Please reproduce each of the following entries exactly.

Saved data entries
________

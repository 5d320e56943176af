use std::path::PathBuf;

use thiserror::Error;

#[derive(Debug, Error)]
pub enum ReportError {
    #[error("failed to create output directory {path}: {source}")]
    CreateDir {
        path: PathBuf,
        #[source]
        source: std::io::Error,
    },
    #[error("failed to write {path}: {source}")]
    Write {
        path: PathBuf,
        #[source]
        source: csv::Error,
    },
    #[error("failed to flush {path}: {source}")]
    Flush {
        path: PathBuf,
        #[source]
        source: std::io::Error,
    },
}

pub type Result<T> = std::result::Result<T, ReportError>;
//! Discovery of raw values that mapping tables should cover.

use std::collections::BTreeSet;

use dtc_map::{MappingSet, Suggestion, suggest_standard};
use dtc_model::{MappingKind, RequirementSource};

use crate::dataset::Dataset;

#[derive(Debug, Clone, PartialEq)]
pub struct VocabularyEntry {
    pub raw: String,
    /// Current standardized value, if the table has one.
    pub mapped: Option<String>,
    /// Closest standard candidate for an unmapped value.
    pub suggestion: Option<Suggestion>,
}

impl VocabularyEntry {
    pub fn is_mapped(&self) -> bool {
        self.mapped.is_some()
    }

    /// Case-insensitive substring match on the raw value.
    pub fn matches(&self, filter: &str) -> bool {
        self.raw.to_lowercase().contains(&filter.to_lowercase())
    }
}

/// Raw values of one mapping kind together with the standard candidates.
#[derive(Debug, Clone, PartialEq)]
pub struct MappingVocabulary {
    pub kind: MappingKind,
    pub entries: Vec<VocabularyEntry>,
    pub standards: BTreeSet<String>,
}

impl MappingVocabulary {
    pub fn unmapped(&self) -> impl Iterator<Item = &VocabularyEntry> {
        self.entries.iter().filter(|entry| !entry.is_mapped())
    }

    /// Keeps entries whose raw value contains `filter`; a blank filter keeps all.
    pub fn filtered(mut self, filter: &str) -> Self {
        let filter = filter.trim();
        if !filter.is_empty() {
            self.entries.retain(|entry| entry.matches(filter));
        }
        self
    }
}

/// Builds the vocabulary of `kind` from the loaded dataset.
pub fn mapping_vocabulary(
    dataset: &Dataset,
    mappings: &MappingSet,
    kind: MappingKind,
) -> MappingVocabulary {
    let raw_values = raw_values(dataset, kind);
    let standards = standard_values(dataset, kind);
    let table = mappings.table(kind);
    let entries = raw_values
        .into_iter()
        .map(|raw| {
            let mapped = table.get(&raw).map(str::to_string);
            let suggestion = match mapped {
                Some(_) => None,
                None => suggest_standard(&raw, standards.iter().map(String::as_str)),
            };
            VocabularyEntry {
                raw,
                mapped,
                suggestion,
            }
        })
        .collect();
    MappingVocabulary {
        kind,
        entries,
        standards,
    }
}

fn raw_values(dataset: &Dataset, kind: MappingKind) -> BTreeSet<String> {
    let personnel = dataset.personnel();
    let values: BTreeSet<String> = match kind {
        MappingKind::Position => personnel
            .iter()
            .flat_map(|record| {
                std::iter::once(record.main_position.as_str())
                    .chain(record.alternate_positions.iter().map(String::as_str))
            })
            .map(|value| value.trim().to_string())
            .collect(),
        MappingKind::Vehicle => dataset.category_labels().iter().cloned().collect(),
        MappingKind::Company => personnel
            .iter()
            .map(|record| record.company.trim().to_string())
            .collect(),
        MappingKind::Course => personnel
            .iter()
            .flat_map(|record| record.passed_courses.iter().cloned())
            .collect(),
        MappingKind::DealerRename => dataset.source_values().dealer_names.clone(),
        MappingKind::BdcToSmc => dataset.source_values().primary_dealer_codes.clone(),
    };
    values.into_iter().filter(|value| !value.is_empty()).collect()
}

fn standard_values(dataset: &Dataset, kind: MappingKind) -> BTreeSet<String> {
    let rows = move || {
        RequirementSource::ALL
            .into_iter()
            .flat_map(move |source| dataset.requirement_tables(source).values().flatten())
    };
    let values: BTreeSet<String> = match kind {
        MappingKind::Position => rows().map(|row| row.job_post.trim().to_string()).collect(),
        MappingKind::Vehicle => dataset
            .requirement_tables(RequirementSource::AfterSales)
            .values()
            .flatten()
            .map(|row| row.vehicle_or_general().to_string())
            .collect(),
        MappingKind::Company => RequirementSource::ALL
            .into_iter()
            .flat_map(|source| dataset.requirement_tables(source).keys().cloned())
            .collect(),
        MappingKind::Course => rows().map(|row| row.course.trim().to_string()).collect(),
        MappingKind::DealerRename | MappingKind::BdcToSmc => dataset
            .dealer_profiles()
            .filter_map(|profile| profile.dealer_name.clone())
            .collect(),
    };
    values.into_iter().filter(|value| !value.is_empty()).collect()
}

________

- [YOUR RESPONSE]
repository 5d320e56943176af
use std::path::PathBuf;

use thiserror::Error;

#[derive(Debug, Error)]
pub enum ReportError {
    #[error("failed to create output directory {path}: {source}")]
    CreateDir {
        path: PathBuf,
        #[source]
        source: std::io::Error,
    },
    #[error("failed to write {path}: {source}")]
    Write {
        path: PathBuf,
        #[source]
        source: csv::Error,
    },
    #[error("failed to flush {path}: {source}")]
    Flush {
        path: PathBuf,
        #[source]
        source: std::io::Error,
    },
}

pub type Result<T> = std::result::Result<T, ReportError>;
//! Discovery of raw values that mapping tables should cover.

use std::collections::BTreeSet;

use dtc_map::{MappingSet, Suggestion, suggest_standard};
use dtc_model::{MappingKind, RequirementSource};

use crate::dataset::Dataset;

#[derive(Debug, Clone, PartialEq)]
pub struct VocabularyEntry {
    pub raw: String,
    /// Current standardized value, if the table has one.
    pub mapped: Option<String>,
    /// Closest standard candidate for an unmapped value.
    pub suggestion: Option<Suggestion>,
}

impl VocabularyEntry {
    pub fn is_mapped(&self) -> bool {
        self.mapped.is_some()
    }

    /// Case-insensitive substring match on the raw value.
    pub fn matches(&self, filter: &str) -> bool {
        self.raw.to_lowercase().contains(&filter.to_lowercase())
    }
}

/// Raw values of one mapping kind together with the standard candidates.
#[derive(Debug, Clone, PartialEq)]
pub struct MappingVocabulary {
    pub kind: MappingKind,
    pub entries: Vec<VocabularyEntry>,
    pub standards: BTreeSet<String>,
}

impl MappingVocabulary {
    pub fn unmapped(&self) -> impl Iterator<Item = &VocabularyEntry> {
        self.entries.iter().filter(|entry| !entry.is_mapped())
    }

    /// Keeps entries whose raw value contains `filter`; a blank filter keeps all.
    pub fn filtered(mut self, filter: &str) -> Self {
        let filter = filter.trim();
        if !filter.is_empty() {
            self.entries.retain(|entry| entry.matches(filter));
        }
        self
    }
}

/// Builds the vocabulary of `kind` from the loaded dataset.
pub fn mapping_vocabulary(
    dataset: &Dataset,
    mappings: &MappingSet,
    kind: MappingKind,
) -> MappingVocabulary {
    let raw_values = raw_values(dataset, kind);
    let standards = standard_values(dataset, kind);
    let table = mappings.table(kind);
    let entries = raw_values
        .into_iter()
        .map(|raw| {
            let mapped = table.get(&raw).map(str::to_string);
            let suggestion = match mapped {
                Some(_) => None,
                None => suggest_standard(&raw, standards.iter().map(String::as_str)),
            };
            VocabularyEntry {
                raw,
                mapped,
                suggestion,
            }
        })
        .collect();
    MappingVocabulary {
        kind,
        entries,
        standards,
    }
}

fn raw_values(dataset: &Dataset, kind: MappingKind) -> BTreeSet<String> {
    let personnel = dataset.personnel();
    let values: BTreeSet<String> = match kind {
        MappingKind::Position => personnel
            .iter()
            .flat_map(|record| {
                std::iter::once(record.main_position.as_str())
                    .chain(record.alternate_positions.iter().map(String::as_str))
            })
            .map(|value| value.trim().to_string())
            .collect(),
        MappingKind::Vehicle => dataset.category_labels().iter().cloned().collect(),
        MappingKind::Company => personnel
            .iter()
            .map(|record| record.company.trim().to_string())
            .collect(),
        MappingKind::Course => personnel
            .iter()
            .flat_map(|record| record.passed_courses.iter().cloned())
            .collect(),
        MappingKind::DealerRename => dataset.source_values().dealer_names.clone(),
        MappingKind::BdcToSmc => dataset.source_values().primary_dealer_codes.clone(),
    };
    values.into_iter().filter(|value| !value.is_empty()).collect()
}

fn standard_values(dataset: &Dataset, kind: MappingKind) -> BTreeSet<String> {
    let rows = move || {
        RequirementSource::ALL
            .into_iter()
            .flat_map(move |source| dataset.requirement_tables(source).values().flatten())
    };
    let values: BTreeSet<String> = match kind {
        MappingKind::Position => rows().map(|row| row.job_post.trim().to_string()).collect(),
        MappingKind::Vehicle => dataset
            .requirement_tables(RequirementSource::AfterSales)
            .values()
            .flatten()
            .map(|row| row.vehicle_or_general().to_string())
            .collect(),
        MappingKind::Company => RequirementSource::ALL
            .into_iter()
            .flat_map(|source| dataset.requirement_tables(source).keys().cloned())
            .collect(),
        MappingKind::Course => rows().map(|row| row.course.trim().to_string()).collect(),
        MappingKind::DealerRename | MappingKind::BdcToSmc => dataset
            .dealer_profiles()
            .filter_map(|profile| profile.dealer_name.clone())
            .collect(),
    };
    values.into_iter().filter(|value| !value.is_empty()).collect()
}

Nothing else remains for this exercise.